難怪說一個人在海上漂泊著死去是最痛苦的死法之一, 那種大海帶來的無助感有時真得很讓人害怕。但格拉帕聽著電話那頭已經開始介紹起菜譜的諸伏景光溫和的聲音,心裡意外的平靜。
甚至開始有些餓了,從昨天到現在還真沒找到機會去吃點東西。
“我要上班了,等我回去之後再繼續和我說說吧。”格拉帕結束通話電話, 重新瞄準好目標。

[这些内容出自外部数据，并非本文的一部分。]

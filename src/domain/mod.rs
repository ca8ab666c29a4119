// Domain layer: data model and ports. No I/O here.

pub mod model;
pub mod ports;
use tracing_subscriber::{layer::SubscriberExt, util::SubscriberInitExt, EnvFilter};

// 兩個執行檔各自的 target 都要列出
fn default_directive(verbose: bool) -> &'static str {
    if verbose {
        "curriculum_etl=debug,curriculum_report=debug,info"
    } else {
        "curriculum_etl=info,curriculum_report=info"
    }
}

fn build_filter(verbose: bool) -> EnvFilter {
    EnvFilter::try_from_default_env().unwrap_or_else(|_| EnvFilter::new(default_directive(verbose)))
}

pub fn init_cli_logger(verbose: bool) {
    tracing_subscriber::registry()
        .with(build_filter(verbose))
        .with(
            tracing_subscriber::fmt::layer()
                .with_target(false)
                .with_thread_ids(false)
                .with_file(false)
                .with_line_number(false)
                .compact(),
        )
        .init();
}

/// 結構化輸出，方便交給 log 收集器
pub fn init_json_logger(verbose: bool) {
    tracing_subscriber::registry()
        .with(build_filter(verbose))
        .with(
            tracing_subscriber::fmt::layer()
                .with_target(false)
                .with_thread_ids(false)
                .with_file(false)
                .with_line_number(false)
                .json(),
        )
        .init();
}
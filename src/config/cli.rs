use super::toml_config::TomlConfig;
use super::EtlConfig;
use crate::utils::error::Result;
use crate::utils::validation::parse_id_list;
use clap::Parser;

#[derive(Debug, Clone, Parser)]
#[command(name = "curriculum-etl")]
#[command(about = "Fetch instructor courses and curriculums, then save them as JSON")]
pub struct CliConfig {
    /// Comma-separated instructor profile IDs. Prompted for when omitted.
    #[arg(long, value_delimiter = ',')]
    pub profile_ids: Vec<String>,

    /// Path to a TOML configuration file
    #[arg(short, long)]
    pub config: Option<String>,

    /// API base URL
    #[arg(long)]
    pub base_url: Option<String>,

    /// Landing-page components requested for each course
    #[arg(long)]
    pub components: Option<String>,

    /// Per-request timeout; no timeout when omitted
    #[arg(long)]
    pub timeout_seconds: Option<u64>,

    /// Directory that receives the JSON files
    #[arg(long)]
    pub output_path: Option<String>,

    /// Only fetch taught courses
    #[arg(long)]
    pub skip_curriculums: bool,

    /// Also write the run report as JSON
    #[arg(long)]
    pub report: bool,

    #[arg(short, long, help = "Enable verbose output")]
    pub verbose: bool,

    #[arg(long, help = "Emit logs as JSON")]
    pub json_logs: bool,
}

impl CliConfig {
    /// 預設值 → 設定檔 → 命令列，後者覆蓋前者
    pub fn resolve(&self) -> Result<EtlConfig> {
        let mut config = EtlConfig::default();

        if let Some(path) = &self.config {
            tracing::info!("📁 Loading configuration from: {}", path);
            config.apply_toml(&TomlConfig::from_file(path)?);
        }

        if let Some(base_url) = &self.base_url {
            config.base_url = base_url.clone();
        }
        if let Some(components) = &self.components {
            config.components = components.clone();
        }
        if self.timeout_seconds.is_some() {
            config.timeout_seconds = self.timeout_seconds;
        }
        if let Some(output_path) = &self.output_path {
            config.output_path = output_path.clone();
        }

        let profile_ids = parse_id_list(&self.profile_ids.join(","));
        if !profile_ids.is_empty() {
            config.profile_ids = profile_ids;
        }

        Ok(config)
    }
}
impl<A: CourseApi, S: Storage, C: ConfigProvider> BatchOrchestrator<A, S, C> {
    pub fn new(api: A, storage: S, config: C) -> Self {
        Self {
            api,
            storage,
            config,
        }
    }

    pub async fn run(&self, profile_ids: &[String], include_curriculums: bool) -> RunReport {
        let started_at = Utc::now();
        tracing::info!("🚀 Starting run for {} profile(s)", profile_ids.len());

        let (taught, taught_report) = self
            .fetch_and_save_taught_courses(profile_ids, self.config.taught_courses_file())
            .await;

        let curriculums = if include_curriculums {
            let courses = course_descriptors(&taught);
            let (_, report) = self
                .fetch_and_save_curriculums(&courses, self.config.curriculums_file())
                .await;
            Some(report)
        } else {
            tracing::info!("⏭️ Skipping curriculum stage");
            None
        };

        RunReport {
            started_at,
            finished_at: Utc::now(),
            taught_courses: taught_report,
            curriculums,
        }
    }

    pub async fn fetch_taught_courses(
        &self,
        profile_ids: &[String],
    ) -> (TaughtCoursesFile, StageReport) {
        let mut all_taught_courses = TaughtCoursesFile::new();
        let mut report = StageReport::new(TAUGHT_COURSES_STAGE);

        for profile_id in profile_ids {
            if all_taught_courses.contains_key(profile_id) {
                tracing::debug!("Profile ID {} already fetched, ignoring duplicate", profile_id);
                continue;
            }

            tracing::info!("📡 Fetching courses for profile ID {}...", profile_id);
            match self.api.fetch_taught_courses(profile_id).await {
                Ok(data) => {
                    tracing::debug!(
                        "Profile ID {}: {} course(s) by {}",
                        profile_id,
                        data.results.len(),
                        data.instructor
                    );
                    all_taught_courses.insert(profile_id.clone(), data);
                    report.succeeded.push(profile_id.clone());
                }
                Err(e) => {
                    tracing::warn!("⚠️ Skipping profile ID {} due to an error: {}", profile_id, e);
                    report.failed.push(item_failure(profile_id, &e));
                }
            }
        }

        (all_taught_courses, report)
    }

    pub async fn fetch_and_save_taught_courses(
        &self,
        profile_ids: &[String],
        output_file: &str,
    ) -> (TaughtCoursesFile, StageReport) {
        let (all_taught_courses, mut report) = self.fetch_taught_courses(profile_ids).await;
        self.save_stage(&all_taught_courses, output_file, &mut report)
            .await;
        (all_taught_courses, report)
    }

    pub async fn fetch_curriculums(
        &self,
        courses: &[CourseDescriptor],
    ) -> (CurriculumFile, StageReport) {
        let mut all_curriculums = CurriculumFile::new();
        let mut report = StageReport::new(CURRICULUMS_STAGE);

        for course in courses {
            let Some(course_id) = course.key() else {
                let e = EtlError::MissingCourseIdError {
                    title: course.title.clone(),
                };
                tracing::warn!("⚠️ Skipping course: {}", e);
                report.failed.push(item_failure("<missing>", &e));
                continue;
            };

            if all_curriculums.contains_key(&course_id) {
                tracing::debug!("Course ID {} already fetched, ignoring duplicate", course_id);
                continue;
            }

            tracing::info!("📡 Fetching curriculum for course ID {}...", course_id);
            match self.fetch_curriculum(&course_id, course).await {
                Ok(record) => {
                    tracing::debug!(
                        "Course ID {}: {} section(s)",
                        course_id,
                        record.sections().len()
                    );
                    all_curriculums.insert(course_id.clone(), record);
                    report.succeeded.push(course_id);
                }
                Err(e) => {
                    tracing::warn!("⚠️ Skipping course ID {} due to an error: {}", course_id, e);
                    report.failed.push(item_failure(&course_id, &e));
                }
            }
        }

        (all_curriculums, report)
    }

    pub async fn fetch_and_save_curriculums(
        &self,
        courses: &[CourseDescriptor],
        output_file: &str,
    ) -> (CurriculumFile, StageReport) {
        let (all_curriculums, mut report) = self.fetch_curriculums(courses).await;
        self.save_stage(&all_curriculums, output_file, &mut report)
            .await;
        (all_curriculums, report)
    }

    async fn fetch_curriculum(
        &self,
        course_id: &str,
        course: &CourseDescriptor,
    ) -> Result<CurriculumRecord> {
        let raw_data = self
            .api
            .fetch_course_curriculum(course_id, self.config.components())
            .await?;

        if is_empty_payload(&raw_data) {
            return Err(EtlError::EmptyPayloadError {
                id: course_id.to_string(),
            });
        }

        let raw: RawCurriculumResponse = serde_json::from_value(raw_data)?;
        Ok(project_curriculum(&raw, course, &course.instructor_title))
    }

    /// 寫出報告檔，回傳完整路徑
    pub async fn save_report(&self, report: &RunReport, output_file: &str) -> Result<String> {
        self.storage
            .write_file(output_file, &to_pretty_json(report)?)
            .await?;
        Ok(self.storage.display_path(output_file))
    }

    async fn save_stage<T: Serialize>(
        &self,
        value: &T,
        output_file: &str,
        report: &mut StageReport,
    ) {
        let path = self.storage.display_path(output_file);
        report.output_file = Some(path.clone());

        let result = match to_pretty_json(value) {
            Ok(bytes) => self.storage.write_file(output_file, &bytes).await,
            Err(e) => Err(e),
        };

        match result {
            Ok(()) => tracing::info!("💾 {} data saved to {}", report.stage, path),
            Err(e) => {
                tracing::error!("❌ Error saving {} data to {}: {}", report.stage, path, e);
                report.save_error = Some(e.to_string());
            }
        }
    }
}

/// 把第一階段結果攤平成第二階段的輸入，並帶上各講師名稱
pub fn course_descriptors(taught: &TaughtCoursesFile) -> Vec<CourseDescriptor> {
    taught
        .values()
        .flat_map(|courses| {
            courses
                .results
                .iter()
                .map(|summary| CourseDescriptor::from_summary(summary, &courses.instructor))
        })
        .collect()
}

/// 4 格縮排的 JSON
pub fn to_pretty_json<T: Serialize>(value: &T) -> Result<Vec<u8>> {
    let mut buffer = Vec::new();
    let formatter = serde_json::ser::PrettyFormatter::with_indent(b"    ");
    let mut serializer = serde_json::Serializer::with_formatter(&mut buffer, formatter);
    value.serialize(&mut serializer)?;
    Ok(buffer)
}

fn is_empty_payload(value: &serde_json::Value) -> bool {
    match value {
        serde_json::Value::Null => true,
        serde_json::Value::Object(map) => map.is_empty(),
        serde_json::Value::Array(items) => items.is_empty(),
        _ => false,
    }
}

fn item_failure(id: &str, error: &EtlError) -> ItemFailure {
    let kind = match error {
        EtlError::ApiError(e) if e.is_decode() => FailureKind::Decode,
        EtlError::ApiError(_) => FailureKind::Transport,
        EtlError::HttpStatusError { .. } => FailureKind::HttpStatus,
        EtlError::EmptyPayloadError { .. } => FailureKind::EmptyPayload,
        EtlError::MissingCourseIdError { .. } => FailureKind::MissingCourseId,
        EtlError::SerializationError(_) => FailureKind::Decode,
        _ => FailureKind::Other,
    };

    ItemFailure {
        id: id.to_string(),
        kind,
        message: error.to_string(),
    }
}
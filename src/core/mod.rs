pub mod orchestrator;
pub mod projection;
pub mod report;

pub use crate::domain::model::{CurriculumFile, RunReport, TaughtCoursesFile};
pub use crate::domain::ports::{ConfigProvider, CourseApi, Storage};
pub use crate::utils::error::Result;
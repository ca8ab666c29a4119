use crate::domain::model::TaughtCourses;
use crate::utils::error::Result;
use async_trait::async_trait;
use std::collections::HashMap;

pub trait Storage: Send + Sync {
    fn read_file(&self, path: &str) -> impl std::future::Future<Output = Result<Vec<u8>>> + Send;
    fn write_file(
        &self,
        path: &str,
        data: &[u8],
    ) -> impl std::future::Future<Output = Result<()>> + Send;
    /// 對使用者顯示的完整路徑
    fn display_path(&self, path: &str) -> String;
}

pub trait ConfigProvider: Send + Sync {
    fn base_url(&self) -> &str;
    fn components(&self) -> &str;
    fn timeout_seconds(&self) -> Option<u64>;
    fn extra_headers(&self) -> &HashMap<String, String>;
    fn output_path(&self) -> &str;
    fn taught_courses_file(&self) -> &str;
    fn curriculums_file(&self) -> &str;
}

/// 課程平台 API 的唯讀操作
#[async_trait]
pub trait CourseApi: Send + Sync {
    async fn fetch_taught_courses(&self, profile_id: &str) -> Result<TaughtCourses>;

    /// 回傳未經投影的原始 JSON
    async fn fetch_course_curriculum(
        &self,
        course_id: &str,
        components: &str,
    ) -> Result<serde_json::Value>;
}
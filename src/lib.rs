pub mod adapters;
pub mod config;
pub mod core;
pub mod domain;
pub mod utils;

#[cfg(feature = "cli")]
pub use crate::config::cli::CliConfig;

pub use crate::adapters::{http::HttpCourseApi, storage::LocalStorage};
pub use crate::config::EtlConfig;
pub use crate::core::orchestrator::BatchOrchestrator;
pub use crate::utils::error::{EtlError, Result};
//! 讀取已存檔的 curriculums.json，輸出章節清單、Markdown 待辦清單或 CSV。

use crate::domain::model::{value_text, CurriculumFile, Section, UNKNOWN_INSTRUCTOR};
use crate::domain::ports::Storage;
use crate::utils::duration::format_duration;
use crate::utils::error::Result;
use serde::Serialize;
use std::fmt::Write;

pub const MARKDOWN_FILE: &str = "curriculum_todo.md";
pub const SECTIONS_CSV_FILE: &str = "curriculum_sections.csv";

const DEFAULT_SECTION_LENGTH: &str = "00:00";
const SEPARATOR: &str = "---------------------";

pub async fn load_curriculum_file<S: Storage>(storage: &S, path: &str) -> Result<CurriculumFile> {
    let content = storage.read_file(path).await?;
    Ok(serde_json::from_slice(&content)?)
}

/// 依課程分組列出章節標題；沒有標題的章節略過。
pub fn render_section_listing(file: &CurriculumFile, include_course_title: bool) -> String {
    let mut output = String::new();

    for (course_id, course) in file {
        let _ = writeln!(output, "\nCourse ID: {}", course_id);
        if include_course_title {
            let _ = writeln!(output, "Course: {}", course.course_title());
        }
        let _ = writeln!(output, "{}", SEPARATOR);

        for heading in course.sections().iter().filter_map(Section::heading_text) {
            let _ = writeln!(output, "{}", heading);
        }
    }

    output
}

pub fn render_markdown_checklist(file: &CurriculumFile) -> String {
    let mut output = String::from("# 📌 Course Progress Tracker\n\n");
    output.push_str("**Track your progress easily with this TODO list.**\n\n");
    output.push_str("---\n\n");

    for (course_id, course) in file {
        let _ = writeln!(output, "## 🎯 {}", course.course_title());
        let _ = writeln!(output, "**Course ID:** `{}`\n", course_id);
        output.push_str("### Sections\n");

        for section in course.sections() {
            let heading = section
                .heading_text()
                .unwrap_or_else(|| UNKNOWN_INSTRUCTOR.to_string());
            let _ = writeln!(
                output,
                "- [ ] **{}** ({})",
                heading,
                section_duration(section)
            );
        }

        output.push_str("\n---\n\n");
    }

    output
}

fn section_duration(section: &Section) -> String {
    let length = section
        .length_text()
        .unwrap_or_else(|| DEFAULT_SECTION_LENGTH.to_string());
    format_duration(&length)
}

#[derive(Debug, Serialize)]
struct SectionRow<'a> {
    course_id: &'a str,
    course_title: &'a str,
    section: String,
    lecture_count: String,
    duration: String,
}

pub fn render_section_csv(file: &CurriculumFile) -> Result<String> {
    let mut writer = csv::Writer::from_writer(Vec::new());

    for (course_id, course) in file {
        for section in course.sections() {
            writer.serialize(SectionRow {
                course_id,
                course_title: course.course_title(),
                section: section.heading_text().unwrap_or_default(),
                lecture_count: value_text(&section.lecture_count),
                duration: section_duration(section),
            })?;
        }
    }

    let bytes = writer
        .into_inner()
        .map_err(|e| crate::utils::error::EtlError::IoError(e.into_error()))?;
    Ok(String::from_utf8_lossy(&bytes).into_owned())
}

有了武器和通訊裝備, 外還有馬甲左文字江和笠行綾香的幫助, 松田陣平很快脫了困, 並在甲板上和想要殺掉老船長的笠行綾香進行對峙——這正好是幹活的時候。
格拉帕輕鬆地扣下板機, 輕聲道:“願你團圓……”
格拉帕送上的是屬於自己的祝福,笠行綾香的死不會和諸伏景光有一星半點的關係。
“系統, 幫我把記憶重新鎖上吧。”最近那些不安分的記憶是越來越活躍了,睡覺時都會從夢境裡跳出來。
格拉帕之所以選擇遠離遊輪, 遙控操縱馬甲在船上參與後續, 一方面是因為本體活動不便,另一方面就是怕意識也跟過去見到哥哥的複製人偶後, 記憶會被觸發產生混亂而失控。
就連尋找哥哥的命令都下發給了雪莉全權負責。
現在雪莉那邊一切順利, 格拉帕也收到了雪莉已經找到“哥哥”、等待接應的資訊。接下來和“哥哥”的見面是不可避免的了, 還是把記憶鎖上保險。
【好的, 那請問宿主選擇的鎖是?】
……
海風越來越大,陰沉的天空總給雪莉一種不是很好的預兆……理論上現在回屋安靜待著最好,這樣一艘大型遊輪各項安全設施都線上、沒那麼容易出海難。但船上那麼一群不法分子,雪莉也不敢保證沒有漏網之魚、藏在哪個角落沒被左文字江制服。
嗯,左文字江不知道從哪裡搞來了把刀, 身手凌厲地把見到的壞人全放倒了。雪莉跟著松田陣平逃出來時, 連松田陣平見到他這位衣襟染血、如同厲鬼的“後手”的第一反應, 都是舉槍對準了左文字江。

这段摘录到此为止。